Phil’s Diary - [Blog @ http://www.philsdiary.net/]
Saturday March 5, 2005
Plusnet and Fair Usage.

My ISP, Plus.net are getting themselves into a bit of PR trouble at the moment.

A few weeks back they announced that from April all their customers would be able to upgrade to BT’s new “as fast as you can go” product, free of charge. In that same email they announce their new fair usage policy.

There was lots of talk at the time about how introducing what is in effect a bandwidth cap was changing the terms and conditions and in some cases even false advertising to begin with.

Plus.net said that the terms and conditions had always stated they could impose these conditions etc. etc. It didn’t go down well as you can imagine, but the deal was sweetened a little by the free speed upgrades.

Except that in the last few days it’s become apparent that BT aren’t intending to roll out these free speed upgrades particularly quickly, so “From April”, could actually be next year some time.

As you can imagine those people who were a bit miffed at the new usage policy before are now really quite cheesed off.

But what makes things quite a lot worse is the stance being taken by Plus.net. Rather than own up and say, we were wrong, we’re relying on BT and they changed their minds, or similar. We’ve had discussions like “From April, means it could be any time after April”, and “In conjunction with, doesn’t mean the two have to happen at the same time” and “We never promised that your line upgrade would happen straight away”.

Personally I think that attitude stinks. Their initial product announcement was obviously sent out as a bit of PR, it’s headed “Great news! Free speed upgrades to all PlusNet customers”. So now when it’s obvious that their PR spin isn’t quite going to work out as they intended, rather than trying to wriggle out of things by chewing over the wording of the announcement, I think they should just stand up, say “hey, we screwed up”, and get on with it.

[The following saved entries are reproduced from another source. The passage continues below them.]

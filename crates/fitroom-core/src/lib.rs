//! Fitroom Core - shared domain types, configuration, error taxonomy.

pub mod config;
pub mod error;
pub mod types;

pub use config::{FitroomConfig, Pricing};
pub use error::{Error, Result};
pub use types::{
    Attachment, BudgetCheck, CostEstimate, FormTryOn, GarmentType, ImageSource, JsonTryOn,
    TryOnImage, TryOnInput, TryOnRequest,
};
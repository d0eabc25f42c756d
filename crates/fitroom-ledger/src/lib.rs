//! Budget ledger: cumulative per-user spend against a fixed shared limit.
//!
//! Admission is a single atomic reserve under the table's write lock;
//! reservations are committed after the paid work succeeds or released on
//! failure. The plain check/record pair from the original contract is kept
//! for reads, administration, and tests, and is not atomic as a pair.

mod ledger;
mod memory;

pub use ledger::{BudgetLedger, Reservation, UserSpending};
pub use memory::InMemoryLedger;
//! External try-on service boundary: binary upload, garment generation from
//! text, and the try-on composition call.

mod client;
mod service;

pub use client::FalClient;
pub use service::TryOnService;
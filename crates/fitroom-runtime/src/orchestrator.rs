//! Orchestrator: sequences resolution, budget admission, the external calls,
//! and spend recording.

use std::sync::Arc;

use fitroom_core::config::Pricing;
use fitroom_core::types::{ImageSource, TryOnImage, TryOnInput, TryOnRequest};
use fitroom_core::Error;
use fitroom_fal::TryOnService;
use fitroom_ledger::BudgetLedger;
use rust_decimal::Decimal;
use tracing::{debug, info, warn};

use crate::resolve::{resolve, ResolvedRequest};
use crate::types::{PipelineError, Stage, TryOnOutcome};

/// Drives one try-on request through the pipeline.
///
/// The budget is held atomically before any external call, committed only
/// when the whole pipeline succeeds, and released otherwise. External calls
/// run strictly sequentially within a request.
pub struct Orchestrator {
    ledger: Arc<dyn BudgetLedger>,
    service: Arc<dyn TryOnService>,
    pricing: Pricing,
}

impl Orchestrator {
    pub fn new(
        ledger: Arc<dyn BudgetLedger>,
        service: Arc<dyn TryOnService>,
        pricing: Pricing,
    ) -> Self {
        Self {
            ledger,
            service,
            pricing,
        }
    }

    pub fn pricing(&self) -> &Pricing {
        &self.pricing
    }

    /// Run the full pipeline for one request.
    pub async fn process(
        &self,
        user_id: &str,
        input: TryOnInput,
    ) -> Result<TryOnOutcome, PipelineError> {
        debug!(user_id, stage = %Stage::Validating, "try-on request received");
        let ResolvedRequest { request, estimate } = resolve(input, &self.pricing)?;

        debug!(
            user_id,
            stage = %Stage::BudgetCheck,
            cost = %estimate.total,
            needs_generation = estimate.needs_generation,
            "admitting against budget"
        );
        let reservation = self
            .ledger
            .reserve(user_id, estimate.total)
            .map_err(|budget| {
                info!(
                    user_id,
                    cost = %estimate.total,
                    spent = %budget.spent,
                    remaining = %budget.remaining,
                    "budget limit reached"
                );
                PipelineError::BudgetExceeded {
                    cost: estimate.total,
                    budget,
                }
            })?;

        match self.run_external(&request).await {
            Ok((result, generated_garment)) => {
                debug!(user_id, stage = %Stage::RecordingSpend, cost = %estimate.total, "recording spend");
                self.ledger.commit(&reservation);
                let budget = self.ledger.check_budget(user_id, Decimal::ZERO);
                info!(
                    user_id,
                    cost = %estimate.total,
                    spent = %budget.spent,
                    "try-on completed"
                );
                Ok(TryOnOutcome {
                    result,
                    generated_garment,
                    cost: estimate.total,
                    budget,
                    garment_type: request.garment_type,
                    used_description: estimate.needs_generation,
                })
            }
            Err(err) => {
                // Partial external progress is not rolled back and not
                // charged; only the reservation is freed.
                self.ledger.release(&reservation);
                warn!(user_id, error = %err, "try-on pipeline failed");
                Err(err)
            }
        }
    }

    /// The external-call sequence: uploads, optional generation, composition.
    async fn run_external(
        &self,
        request: &TryOnRequest,
    ) -> Result<(TryOnImage, Option<String>), PipelineError> {
        let human_url = self.source_url(&request.human).await?;

        let (garment_url, generated_garment) = match &request.garment {
            Some(source) => (self.source_url(source).await?, None),
            None => {
                let description = request.description.as_deref().unwrap_or_default();
                debug!(stage = %Stage::Generating, "generating garment from description");
                let url = self
                    .service
                    .generate_garment(description)
                    .await
                    .map_err(|e| external(Stage::Generating, e))?;
                (url.clone(), Some(url))
            }
        };

        debug!(stage = %Stage::Composing, garment_type = %request.garment_type, "composing try-on");
        let result = self
            .service
            .compose(&human_url, &garment_url, request.garment_type)
            .await
            .map_err(|e| external(Stage::Composing, e))?;

        Ok((result, generated_garment))
    }

    async fn source_url(&self, source: &ImageSource) -> Result<String, PipelineError> {
        match source {
            ImageSource::Url(url) => Ok(url.clone()),
            ImageSource::Binary(attachment) => {
                debug!(stage = %Stage::Uploading, bytes = attachment.bytes.len(), "uploading image");
                self.service
                    .upload_image(attachment)
                    .await
                    .map_err(|e| external(Stage::Uploading, e))
            }
        }
    }
}

fn external(stage: Stage, err: Error) -> PipelineError {
    let message = match err {
        Error::ExternalService(message) => message,
        other => other.to_string(),
    };
    PipelineError::External { stage, message }
}
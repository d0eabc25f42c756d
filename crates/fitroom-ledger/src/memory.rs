//! In-memory ledger. Process-lifetime state only: a restart resets every
//! user to zero spend.

use std::collections::{HashMap, HashSet};

use fitroom_core::BudgetCheck;
use parking_lot::RwLock;
use rust_decimal::Decimal;
use tracing::debug;
use uuid::Uuid;

use crate::ledger::{BudgetLedger, Reservation, UserSpending};

#[derive(Debug, Default, Clone, Copy)]
struct UserAccount {
    spent: Decimal,
    reserved: Decimal,
}

#[derive(Default)]
struct Table {
    accounts: HashMap<String, UserAccount>,
    open_reservations: HashSet<Uuid>,
}

/// Ledger over a single locked table, so reserve can check and hold in one
/// critical section.
pub struct InMemoryLedger {
    limit: Decimal,
    table: RwLock<Table>,
}

impl InMemoryLedger {
    pub fn new(limit: Decimal) -> Self {
        Self {
            limit,
            table: RwLock::new(Table::default()),
        }
    }

    fn snapshot(&self, account: UserAccount, amount: Decimal) -> BudgetCheck {
        let available = self.limit - account.spent - account.reserved;
        BudgetCheck {
            has_enough: available >= amount,
            spent: account.spent,
            remaining: available.max(Decimal::ZERO),
            limit: self.limit,
        }
    }
}

impl BudgetLedger for InMemoryLedger {
    fn limit(&self) -> Decimal {
        self.limit
    }

    fn check_budget(&self, user_id: &str, amount: Decimal) -> BudgetCheck {
        let table = self.table.read();
        let account = table.accounts.get(user_id).copied().unwrap_or_default();
        self.snapshot(account, amount)
    }

    fn reserve(&self, user_id: &str, amount: Decimal) -> Result<Reservation, BudgetCheck> {
        let mut table = self.table.write();
        let account = table.accounts.entry(user_id.to_string()).or_default();

        let available = self.limit - account.spent - account.reserved;
        if available < amount {
            let account = *account;
            debug!(user_id, %amount, "budget reservation refused");
            return Err(self.snapshot(account, amount));
        }

        account.reserved += amount;
        let reservation = Reservation {
            id: Uuid::new_v4(),
            user_id: user_id.to_string(),
            amount,
        };
        table.open_reservations.insert(reservation.id);
        debug!(user_id, %amount, reservation = %reservation.id, "budget reserved");
        Ok(reservation)
    }

    fn commit(&self, reservation: &Reservation) {
        let mut table = self.table.write();
        if !table.open_reservations.remove(&reservation.id) {
            return;
        }
        if let Some(account) = table.accounts.get_mut(&reservation.user_id) {
            account.reserved = (account.reserved - reservation.amount).max(Decimal::ZERO);
            account.spent += reservation.amount;
            debug!(
                user_id = %reservation.user_id,
                amount = %reservation.amount,
                spent = %account.spent,
                "budget reservation committed"
            );
        }
    }

    fn release(&self, reservation: &Reservation) {
        let mut table = self.table.write();
        if !table.open_reservations.remove(&reservation.id) {
            return;
        }
        if let Some(account) = table.accounts.get_mut(&reservation.user_id) {
            account.reserved = (account.reserved - reservation.amount).max(Decimal::ZERO);
            debug!(
                user_id = %reservation.user_id,
                amount = %reservation.amount,
                "budget reservation released"
            );
        }
    }

    fn record_spending(&self, user_id: &str, amount: Decimal) {
        let mut table = self.table.write();
        let account = table.accounts.entry(user_id.to_string()).or_default();
        account.spent += amount;
    }

    fn user_spending(&self, user_id: &str) -> Decimal {
        let table = self.table.read();
        table
            .accounts
            .get(user_id)
            .map(|a| a.spent)
            .unwrap_or(Decimal::ZERO)
    }

    fn all_spending(&self) -> Vec<UserSpending> {
        let table = self.table.read();
        table
            .accounts
            .iter()
            .map(|(user_id, account)| UserSpending {
                user_id: user_id.clone(),
                spent: account.spent,
                remaining: (self.limit - account.spent).max(Decimal::ZERO),
            })
            .collect()
    }

    fn reset(&self, user_id: &str) {
        self.table.write().accounts.remove(user_id);
    }

    fn reset_all(&self) {
        let mut table = self.table.write();
        table.accounts.clear();
        table.open_reservations.clear();
    }
}
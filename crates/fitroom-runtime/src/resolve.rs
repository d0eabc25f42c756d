//! Input resolver: normalizes the two request encodings into one canonical
//! request plus its cost estimate, or fails fast.

use fitroom_core::config::Pricing;
use fitroom_core::types::{
    CostEstimate, FormTryOn, ImageSource, JsonTryOn, TryOnInput, TryOnRequest,
};

use crate::types::PipelineError;

/// Canonical request with its pre-computed charge.
#[derive(Debug, Clone)]
pub struct ResolvedRequest {
    pub request: TryOnRequest,
    pub estimate: CostEstimate,
}

/// Validate and normalize a request in either encoding.
///
/// Validation order: human image source first, then garment input. The cost
/// estimate depends only on the resolved content, never on the encoding.
pub fn resolve(input: TryOnInput, pricing: &Pricing) -> Result<ResolvedRequest, PipelineError> {
    let (human, garment, description, garment_type) = match input {
        TryOnInput::Form(form) => flatten_form(form),
        TryOnInput::Json(body) => flatten_json(body),
    };

    let human = human.ok_or_else(|| PipelineError::Validation("missing human image".into()))?;

    if garment.is_none() && description.is_none() {
        return Err(PipelineError::Validation("missing garment input".into()));
    }

    let needs_generation = garment.is_none() && description.is_some();
    let estimate = CostEstimate::new(pricing, needs_generation);

    Ok(ResolvedRequest {
        request: TryOnRequest {
            human,
            garment,
            description,
            garment_type,
        },
        estimate,
    })
}

type Flattened = (
    Option<ImageSource>,
    Option<ImageSource>,
    Option<String>,
    fitroom_core::GarmentType,
);

/// Binary-capable encoding: attachments win over URLs, garment URL wins over
/// a description.
fn flatten_form(form: FormTryOn) -> Flattened {
    let human = form
        .human_image
        .map(ImageSource::Binary)
        .or_else(|| non_blank(form.human_image_url).map(ImageSource::Url));

    let garment = form
        .garment_image
        .map(ImageSource::Binary)
        .or_else(|| non_blank(form.garment_image_url).map(ImageSource::Url));

    (
        human,
        garment,
        non_blank(form.garment_description),
        form.garment_type,
    )
}

/// Text-only encoding: all fields are strings.
fn flatten_json(body: JsonTryOn) -> Flattened {
    (
        non_blank(body.human_image_url).map(ImageSource::Url),
        non_blank(body.garment_image_url).map(ImageSource::Url),
        non_blank(body.garment_description),
        body.garment_type,
    )
}

/// Whitespace-only strings count as absent.
fn non_blank(value: Option<String>) -> Option<String> {
    value.and_then(|s| {
        let trimmed = s.trim();
        if trimmed.is_empty() {
            None
        } else {
            Some(trimmed.to_string())
        }
    })
}

#[cfg(test)]
mod tests {
    use super::*;
    use fitroom_core::types::Attachment;
    use fitroom_core::GarmentType;
    use rust_decimal_macros::dec;

    fn pricing() -> Pricing {
        Pricing::default()
    }

    fn attachment() -> Attachment {
        Attachment {
            bytes: vec![1, 2, 3],
            content_type: Some("image/jpeg".into()),
            file_name: Some("a.jpg".into()),
        }
    }

    fn json(human: Option<&str>, garment: Option<&str>, description: Option<&str>) -> TryOnInput {
        TryOnInput::Json(JsonTryOn {
            human_image_url: human.map(String::from),
            garment_image_url: garment.map(String::from),
            garment_description: description.map(String::from),
            garment_type: GarmentType::default(),
        })
    }

    #[test]
    fn missing_human_image_fails_first() {
        let err = resolve(json(None, None, None), &pricing()).unwrap_err();
        match err {
            PipelineError::Validation(msg) => assert_eq!(msg, "missing human image"),
            other => panic!("unexpected error: {:?}", other),
        }
    }

    #[test]
    fn missing_garment_input_fails() {
        let err = resolve(json(Some("https://x/h.jpg"), None, None), &pricing()).unwrap_err();
        match err {
            PipelineError::Validation(msg) => assert_eq!(msg, "missing garment input"),
            other => panic!("unexpected error: {:?}", other),
        }
    }

    #[test]
    fn blank_fields_count_as_absent() {
        let err = resolve(
            json(Some("https://x/h.jpg"), Some("  "), Some("\t")),
            &pricing(),
        )
        .unwrap_err();
        assert!(matches!(err, PipelineError::Validation(_)));
    }

    #[test]
    fn garment_url_skips_generation() {
        let resolved = resolve(
            json(Some("https://x/h.jpg"), Some("https://x/g.jpg"), None),
            &pricing(),
        )
        .unwrap();

        assert!(!resolved.estimate.needs_generation);
        assert_eq!(resolved.estimate.total, dec!(0.05));
        assert!(matches!(resolved.request.garment, Some(ImageSource::Url(_))));
    }

    #[test]
    fn description_alone_requires_generation() {
        let resolved = resolve(
            json(Some("https://x/h.jpg"), None, Some("blue denim jacket")),
            &pricing(),
        )
        .unwrap();

        assert!(resolved.estimate.needs_generation);
        assert_eq!(resolved.estimate.total, dec!(0.08));
        assert!(resolved.request.garment.is_none());
        assert_eq!(resolved.request.description.as_deref(), Some("blue denim jacket"));
    }

    #[test]
    fn garment_image_beats_description_for_cost() {
        let resolved = resolve(
            json(
                Some("https://x/h.jpg"),
                Some("https://x/g.jpg"),
                Some("blue denim jacket"),
            ),
            &pricing(),
        )
        .unwrap();

        assert!(!resolved.estimate.needs_generation);
        assert_eq!(resolved.estimate.total, dec!(0.05));
    }

    #[test]
    fn form_attachment_wins_over_url() {
        let resolved = resolve(
            TryOnInput::Form(FormTryOn {
                human_image: Some(attachment()),
                human_image_url: Some("https://x/h.jpg".into()),
                garment_image: Some(attachment()),
                garment_image_url: Some("https://x/g.jpg".into()),
                garment_description: None,
                garment_type: GarmentType::Dresses,
            }),
            &pricing(),
        )
        .unwrap();

        assert!(matches!(resolved.request.human, ImageSource::Binary(_)));
        assert!(matches!(resolved.request.garment, Some(ImageSource::Binary(_))));
        assert_eq!(resolved.request.garment_type, GarmentType::Dresses);
    }

    #[test]
    fn form_description_only_requires_generation() {
        let resolved = resolve(
            TryOnInput::Form(FormTryOn {
                human_image: Some(attachment()),
                garment_description: Some("green silk dress".into()),
                garment_type: GarmentType::Dresses,
                ..FormTryOn::default()
            }),
            &pricing(),
        )
        .unwrap();

        assert!(resolved.estimate.needs_generation);
        assert_eq!(resolved.estimate.total, dec!(0.08));
    }
}
//! Fitroom runtime: normalizes incoming requests and drives the budget-gated
//! try-on pipeline against the external service.

mod orchestrator;
mod resolve;
mod types;

pub use orchestrator::Orchestrator;
pub use resolve::{resolve, ResolvedRequest};
pub use types::{PipelineError, Stage, TryOnOutcome};
//! Try-on routes: the paid pipeline endpoint plus its read-only status.

use std::str::FromStr;
use std::sync::Arc;

use axum::extract::{FromRequest, Multipart, Request, State};
use axum::http::{HeaderMap, StatusCode};
use axum::response::{IntoResponse, Response};
use axum::routing::{get, post};
use axum::{Json, Router};
use serde_json::json;

use fitroom_core::types::{Attachment, FormTryOn, GarmentType, JsonTryOn, TryOnInput};
use fitroom_runtime::{PipelineError, TryOnOutcome};

use crate::state::AppState;

pub fn routes() -> Router<Arc<AppState>> {
    Router::new()
        .route("/tryon", post(process_tryon))
        .route("/tryon/status", get(service_status))
}

/// POST /api/tryon: run one try-on request through the pipeline.
///
/// Accepts a JSON body or a multipart form, dispatched on Content-Type.
async fn process_tryon(
    State(state): State<Arc<AppState>>,
    request: Request,
) -> Response {
    let user_id = user_id_from_headers(request.headers());

    let input = match read_input(request).await {
        Ok(input) => input,
        Err(message) => return validation_response(message),
    };

    match state.orchestrator.process(&user_id, input).await {
        Ok(outcome) => success_response(&user_id, outcome),
        Err(err) => failure_response(state.config.production, err),
    }
}

/// GET /api/tryon/status: service status and the fixed cost constants.
async fn service_status(State(state): State<Arc<AppState>>) -> Json<serde_json::Value> {
    let pricing = state.orchestrator.pricing();
    Json(json!({
        "status": "ok",
        "service": "fitroom",
        "costs": {
            "tryOn": pricing.try_on,
            "generation": pricing.generation,
        },
        "userLimit": state.ledger.limit(),
    }))
}

/// Derive the caller identity: session header first, then proxy headers,
/// then anonymous.
fn user_id_from_headers(headers: &HeaderMap) -> String {
    if let Some(session) = header_str(headers, "x-session-id") {
        return session;
    }
    if let Some(forwarded) = header_str(headers, "x-forwarded-for") {
        if let Some(first) = forwarded.split(',').next() {
            let first = first.trim();
            if !first.is_empty() {
                return first.to_string();
            }
        }
    }
    if let Some(real_ip) = header_str(headers, "x-real-ip") {
        return real_ip;
    }
    "anonymous".to_string()
}

fn header_str(headers: &HeaderMap, name: &str) -> Option<String> {
    headers
        .get(name)
        .and_then(|v| v.to_str().ok())
        .map(str::trim)
        .filter(|v| !v.is_empty())
        .map(String::from)
}

/// Extract the request body in whichever of the two encodings it arrived.
async fn read_input(request: Request) -> Result<TryOnInput, String> {
    let content_type = request
        .headers()
        .get("content-type")
        .and_then(|v| v.to_str().ok())
        .unwrap_or_default()
        .to_ascii_lowercase();

    if content_type.starts_with("application/json") {
        let Json(body) = Json::<JsonTryOn>::from_request(request, &())
            .await
            .map_err(|e| format!("invalid JSON body: {}", e))?;
        return Ok(TryOnInput::Json(body));
    }

    if content_type.starts_with("multipart/form-data") {
        let multipart = Multipart::from_request(request, &())
            .await
            .map_err(|e| format!("invalid multipart body: {}", e))?;
        return Ok(TryOnInput::Form(collect_form(multipart).await?));
    }

    Err("unsupported content type: expected JSON or multipart".to_string())
}

async fn collect_form(mut multipart: Multipart) -> Result<FormTryOn, String> {
    let mut form = FormTryOn::default();

    while let Some(field) = multipart
        .next_field()
        .await
        .map_err(|e| format!("failed to read multipart field: {}", e))?
    {
        let Some(name) = field.name().map(String::from) else {
            continue;
        };

        match name.as_str() {
            "humanImage" => form.human_image = Some(read_attachment(field).await?),
            "humanImageUrl" => form.human_image_url = Some(read_text(field).await?),
            "garmentImage" => form.garment_image = Some(read_attachment(field).await?),
            "garmentImageUrl" => form.garment_image_url = Some(read_text(field).await?),
            "garmentDescription" => form.garment_description = Some(read_text(field).await?),
            "garmentType" => {
                let raw = read_text(field).await?;
                form.garment_type = GarmentType::from_str(raw.trim())?;
            }
            _ => {}
        }
    }

    Ok(form)
}

async fn read_attachment(field: axum::extract::multipart::Field<'_>) -> Result<Attachment, String> {
    let content_type = field.content_type().map(String::from);
    let file_name = field.file_name().map(String::from);
    let bytes = field
        .bytes()
        .await
        .map_err(|e| format!("failed to read attachment: {}", e))?;

    Ok(Attachment {
        bytes: bytes.to_vec(),
        content_type,
        file_name,
    })
}

async fn read_text(field: axum::extract::multipart::Field<'_>) -> Result<String, String> {
    field
        .text()
        .await
        .map_err(|e| format!("failed to read field: {}", e))
}

fn success_response(user_id: &str, outcome: TryOnOutcome) -> Response {
    let mut body = json!({
        "success": true,
        "result": outcome.result,
        "cost": outcome.cost,
        "userBudget": {
            "spent": outcome.budget.spent,
            "remaining": outcome.budget.remaining,
            "limit": outcome.budget.limit,
        },
        "metadata": {
            "userId": user_id,
            "garmentType": outcome.garment_type,
            "usedDescription": outcome.used_description,
            "timestamp": chrono::Utc::now().to_rfc3339(),
        },
    });

    if let Some(url) = outcome.generated_garment {
        body["generatedGarment"] = json!(url);
    }

    (StatusCode::OK, Json(body)).into_response()
}

fn validation_response(message: String) -> Response {
    (
        StatusCode::BAD_REQUEST,
        Json(json!({ "success": false, "error": message })),
    )
        .into_response()
}

fn failure_response(production: bool, err: PipelineError) -> Response {
    match err {
        PipelineError::Validation(message) => validation_response(message),
        PipelineError::BudgetExceeded { cost, budget } => (
            StatusCode::PAYMENT_REQUIRED,
            Json(json!({
                "success": false,
                "error": "User budget limit reached",
                "userBudget": {
                    "spent": budget.spent,
                    "remaining": budget.remaining,
                    "limit": budget.limit,
                },
                "estimatedCost": cost,
            })),
        )
            .into_response(),
        PipelineError::External { stage, message } => {
            let mut body = json!({
                "success": false,
                "error": format!("{} failed", stage),
            });
            if !production {
                body["details"] = json!(message);
            }
            (StatusCode::INTERNAL_SERVER_ERROR, Json(body)).into_response()
        }
    }
}

#[cfg(test)]
mod tests {
    use super::*;

    fn headers(pairs: &[(&str, &str)]) -> HeaderMap {
        let mut headers = HeaderMap::new();
        for (name, value) in pairs {
            headers.insert(
                axum::http::HeaderName::from_str(name).unwrap(),
                value.parse().unwrap(),
            );
        }
        headers
    }

    #[test]
    fn session_header_wins() {
        let headers = headers(&[
            ("x-session-id", "sess-1"),
            ("x-forwarded-for", "10.0.0.1, 10.0.0.2"),
            ("x-real-ip", "10.0.0.3"),
        ]);
        assert_eq!(user_id_from_headers(&headers), "sess-1");
    }

    #[test]
    fn forwarded_for_uses_first_hop() {
        let headers = headers(&[("x-forwarded-for", " 10.0.0.1 , 10.0.0.2")]);
        assert_eq!(user_id_from_headers(&headers), "10.0.0.1");
    }

    #[test]
    fn real_ip_is_the_last_resort_before_anonymous() {
        let headers = headers(&[("x-real-ip", "10.0.0.3")]);
        assert_eq!(user_id_from_headers(&headers), "10.0.0.3");

        assert_eq!(user_id_from_headers(&HeaderMap::new()), "anonymous");
    }
}
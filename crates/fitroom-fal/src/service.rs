//! Capability set the pipeline depends on.

use async_trait::async_trait;
use fitroom_core::{Attachment, GarmentType, Result, TryOnImage};

/// Operations the orchestrator needs from the external provider.
///
/// Failures are reported uniformly as `Error::ExternalService`; provider
/// error codes are not interpreted here. Calls carry no timeout of their
/// own, so a hung provider blocks the request.
#[async_trait]
pub trait TryOnService: Send + Sync {
    /// Upload raw image bytes, returning a hosted URL.
    async fn upload_image(&self, attachment: &Attachment) -> Result<String>;

    /// Generate a garment image from a text description, returning its URL.
    async fn generate_garment(&self, description: &str) -> Result<String>;

    /// Compose the human and garment images into a rendered try-on result.
    async fn compose(
        &self,
        human_url: &str,
        garment_url: &str,
        garment_type: GarmentType,
    ) -> Result<TryOnImage>;
}
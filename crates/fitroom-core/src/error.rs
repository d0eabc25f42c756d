//! Error types for fitroom.

use thiserror::Error;

#[derive(Error, Debug)]
pub enum Error {
    #[error("Validation error: {0}")]
    Validation(String),

    #[error("External service error: {0}")]
    ExternalService(String),

    #[error("Configuration error: {0}")]
    Config(String),

    #[error("HTTP error: {0}")]
    Http(String),

    #[error("JSON error: {0}")]
    Json(#[from] serde_json::Error),

    #[error("Internal error: {0}")]
    Internal(String),
}

pub type Result<T> = std::result::Result<T, Error>;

Posted by Phil on March 05, 2005 08:56 AM | Categories: Thoughts | TrackBack

Reminds me a bit of Tiscali here.
They offered a 'no limits' broadband option via ADSL. Now ADSL is actually a Belgacom service (the old telco) and it has bandwith limitations. Of course people complained to Tiscaly that they didn't actually get the 'no limits' service. The first reaction from Tiscali was "well we don't limit the service so don't complain to us".
A week or so later they -silently- dropped the no-limits offer.